804. Using any one of the first signal and the second signal as a reference signal, obtaining a phase error of the phased array channel according to the first phase information of the reference signal and the original phase information thereof; The first amplitude information of the reference signal and its original amplitude information are obtained. The amplitude error of the phased array channel is obtained.

 Here, one of the first signal or the second signal may be selected to calculate the phase error and amplitude error of the phased array channel. Only the corresponding original phase information or amplitude information can be calculated to obtain an accurate phased array error. In addition, the phase and amplitude of the main path signal are calibrated according to the phase error of the phased array channel and the amplitude error output calibration signal of the phased array channel.

 The phased array calibration method provided by the invention can be applied to the calibration of large-scale phased arrays, and the amplitude error and phase error of the phased array are extracted based on the parameter generator, and the main signal is more accurate. Calibration recovery, the calibration method provided by the present invention reduces the complexity of the circuit, is simple and easy to implement, and has low cost compared with the calibration method in the prior art. A person skilled in the art can understand that all or part of the steps of implementing the above method embodiments may be completed by using hardware related to program instructions. The foregoing program may be stored in a computer readable storage medium, and when executed, the program includes The foregoing steps of the method embodiment; and the foregoing storage medium includes: a medium that can store program codes, such as a ROM, a RAM, a magnetic disk, or an optical disk.

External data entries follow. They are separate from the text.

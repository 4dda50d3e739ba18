//! Inspection service providing the command-level API for inspection orders.

use aggregate_store::{AggregateStore, EventPublisher};
use common::AggregateId;

use crate::aggregate::AggregateRoot;
use crate::command::{CommandHandler, CommandResult};
use crate::error::DomainError;

use super::{
    CompleteInspection, CreateInspection, DEFAULT_DEFECT_RATE_THRESHOLD, DefectInput,
    InspectionError, InspectionEvent, InspectionOrder, InspectionResult, PutOnHold, RecordResult,
};

/// Service for managing inspection orders.
///
/// Wraps the command handler so that every operation loads the order, runs
/// exactly one aggregate operation, saves the new state and publishes the
/// events it raised.
pub struct InspectionService<S: AggregateStore, P: EventPublisher> {
    handler: CommandHandler<S, P, InspectionOrder>,
    default_threshold: f64,
}

impl<S: AggregateStore, P: EventPublisher> InspectionService<S, P> {
    /// Creates a new service using [`DEFAULT_DEFECT_RATE_THRESHOLD`] for
    /// orders created without an explicit threshold.
    pub fn new(store: S, publisher: P) -> Self {
        Self {
            handler: CommandHandler::new(store, publisher),
            default_threshold: DEFAULT_DEFECT_RATE_THRESHOLD,
        }
    }

    /// Replaces the threshold applied when a create command omits one.
    pub fn with_default_threshold(mut self, threshold: f64) -> Result<Self, InspectionError> {
        if !(0.0..=1.0).contains(&threshold) {
            return Err(InspectionError::InvalidThreshold { threshold });
        }
        self.default_threshold = threshold;
        Ok(self)
    }

    /// Returns a reference to the underlying command handler.
    pub fn handler(&self) -> &CommandHandler<S, P, InspectionOrder> {
        &self.handler
    }

    pub fn default_threshold(&self) -> f64 {
        self.default_threshold
    }

    /// Creates an inspection order and moves it into progress.
    #[tracing::instrument(skip(self))]
    pub async fn create_inspection(
        &self,
        cmd: CreateInspection,
    ) -> Result<CommandResult<InspectionOrder>, DomainError> {
        let threshold = cmd.defect_rate_threshold.unwrap_or(self.default_threshold);
        let order = InspectionOrder::new(
            cmd.work_order_id,
            cmd.product_code,
            cmd.inspection_type,
            threshold,
        )?;

        let result = self
            .handler
            .create(order, |order| order.start_inspection())
            .await?;

        metrics::counter!("inspection_orders_started_total").increment(1);
        tracing::info!(
            order_id = %result.aggregate.id(),
            product_code = result.aggregate.product_code(),
            inspection_type = %result.aggregate.inspection_type(),
            threshold,
            "inspection started"
        );

        Ok(result)
    }

    /// Records one measurement against an order in progress.
    #[tracing::instrument(skip(self))]
    pub async fn record_result(
        &self,
        cmd: RecordResult,
    ) -> Result<CommandResult<InspectionOrder>, DomainError> {
        let standard = cmd.to_standard()?;
        let measured_value = cmd.to_measured_value();
        let defect_detail = cmd
            .defect
            .as_ref()
            .map(DefectInput::to_defect_detail)
            .transpose()?;

        let result = self
            .handler
            .handle(&cmd, move |order| {
                match defect_detail {
                    Some(detail) => {
                        order.record_result_with_defect(standard, measured_value, detail)
                    }
                    None => order.record_result(standard, measured_value),
                }
                .map(|_| ())
            })
            .await?;

        let passed = result
            .aggregate
            .results()
            .last()
            .is_some_and(InspectionResult::passed);
        let passed_label = if passed { "true" } else { "false" };
        metrics::counter!("inspection_results_recorded_total", "passed" => passed_label).increment(1);
        tracing::debug!(
            order_id = %cmd.order_id,
            standard_code = %cmd.standard_code,
            value = cmd.measured_value,
            passed,
            "result recorded"
        );

        Ok(result)
    }

    /// Decides the verdict of an order.
    #[tracing::instrument(skip(self))]
    pub async fn complete_inspection(
        &self,
        cmd: CompleteInspection,
    ) -> Result<CommandResult<InspectionOrder>, DomainError> {
        let result = self
            .handler
            .handle(&cmd, |order| order.complete().map(|_| ()))
            .await?;

        let order = &result.aggregate;
        let status = order.status();
        let defect_rate = order.defect_rate();

        metrics::counter!("inspection_orders_completed_total", "status" => status.as_str())
            .increment(1);
        metrics::histogram!("inspection_defect_rate").record(defect_rate);

        if result
            .events
            .iter()
            .any(|e| matches!(e, InspectionEvent::QualityAlert(_)))
        {
            metrics::counter!("quality_alerts_total").increment(1);
            tracing::warn!(
                order_id = %cmd.order_id,
                product_code = order.product_code(),
                defect_rate,
                threshold = order.defect_rate_threshold(),
                "quality alert raised"
            );
        }

        tracing::info!(
            order_id = %cmd.order_id,
            %status,
            defect_rate,
            results = order.result_count(),
            "inspection completed"
        );

        Ok(result)
    }

    /// Suspends an order in progress.
    #[tracing::instrument(skip(self))]
    pub async fn put_on_hold(
        &self,
        cmd: PutOnHold,
    ) -> Result<CommandResult<InspectionOrder>, DomainError> {
        let reason = cmd.reason.clone();
        let result = self
            .handler
            .handle(&cmd, move |order| order.put_on_hold(reason))
            .await?;

        tracing::info!(order_id = %cmd.order_id, reason = %cmd.reason, "inspection put on hold");
        Ok(result)
    }

    /// Gets an order by ID.
    pub async fn get_order(
        &self,
        order_id: AggregateId,
    ) -> Result<Option<InspectionOrder>, DomainError> {
        self.handler.load_existing(order_id).await
    }

    /// Applies the SPC run rule to the order's measurements for one standard.
    ///
    /// Returns true when the series is in control, including when the order
    /// has fewer than seven matching results or none at all.
    #[tracing::instrument(skip(self))]
    pub async fn spc_check(
        &self,
        order_id: AggregateId,
        standard_code: &str,
    ) -> Result<bool, DomainError> {
        let order = self.handler.load(order_id).await?;

        match order.trend_for(standard_code) {
            Some(run) => {
                tracing::warn!(
                    %order_id,
                    standard_code,
                    side = ?run.side,
                    start = run.start,
                    length = run.length,
                    "measurements drifting to one side of the mean"
                );
                Ok(false)
            }
            None => Ok(true),
        }
    }
}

The above is only the specific embodiment of the present invention, but the scope of the present invention is not limited thereto, and any person skilled in the art can easily think of changes or substitutions within the technical scope of the present invention. It should be covered by the scope of the present invention. Therefore, the scope of protection of the present invention should be determined by the scope of the claims.

Claims

claims

1. A phased array calibration circuit, characterized by including: a signal acquisition module, a selector, a phase difference module and a main signal module,

The selector is used to connect the signal acquisition module and the main signal module; the signal acquisition module is used to connect the signal acquisition module and the main signal module after the selector is connected, according to The initial signal gets the first signal;

The selector is also used to conduct the phase difference module, the signal acquisition module and the main signal module;

The signal obtaining module is also configured to obtain a second signal according to the initial signal after the selector turns on the phase difference module, the signal obtaining module and the main signal obtaining module, so as to obtain a second signal according to the initial signal. The phase information, ί, and amplitude information of the first signal and the phase information and amplitude information of the second signal are used to obtain the phase error and amplitude error of the phased array channel in the main signal module.

2. The phased array calibration circuit according to claim 1, characterized in that, the main signal module includes: the phased array, a coupler and a radio frequency front end, and the signal acquisition module includes: a parametric amplifier, a detector , processors, controllers, signal generators, power dividers and frequency multipliers,

The signal generator includes a signal output end, and the signal output end is connected to the input end of the power divider;

The power divider includes an input terminal, a first output terminal and a second output terminal; wherein, the first output terminal is connected to the input terminal of the frequency multiplier;

The parametric amplifier includes a first input terminal, a second input terminal and an output terminal; wherein, the first input terminal is connected to the output terminal of the frequency multiplier, and the output terminal is connected to the input terminal of the detector. ;

The input end of the processor is connected to the output end of the detector, the output end of the processor is connected to the input end of the controller, and the output end of the controller is connected to the phased array;

The phased array is connected to the input end of the coupler, the output end of the coupler is connected to the input end of the radio frequency front end, and the output end of the radio frequency front end is the output end of the main signal module.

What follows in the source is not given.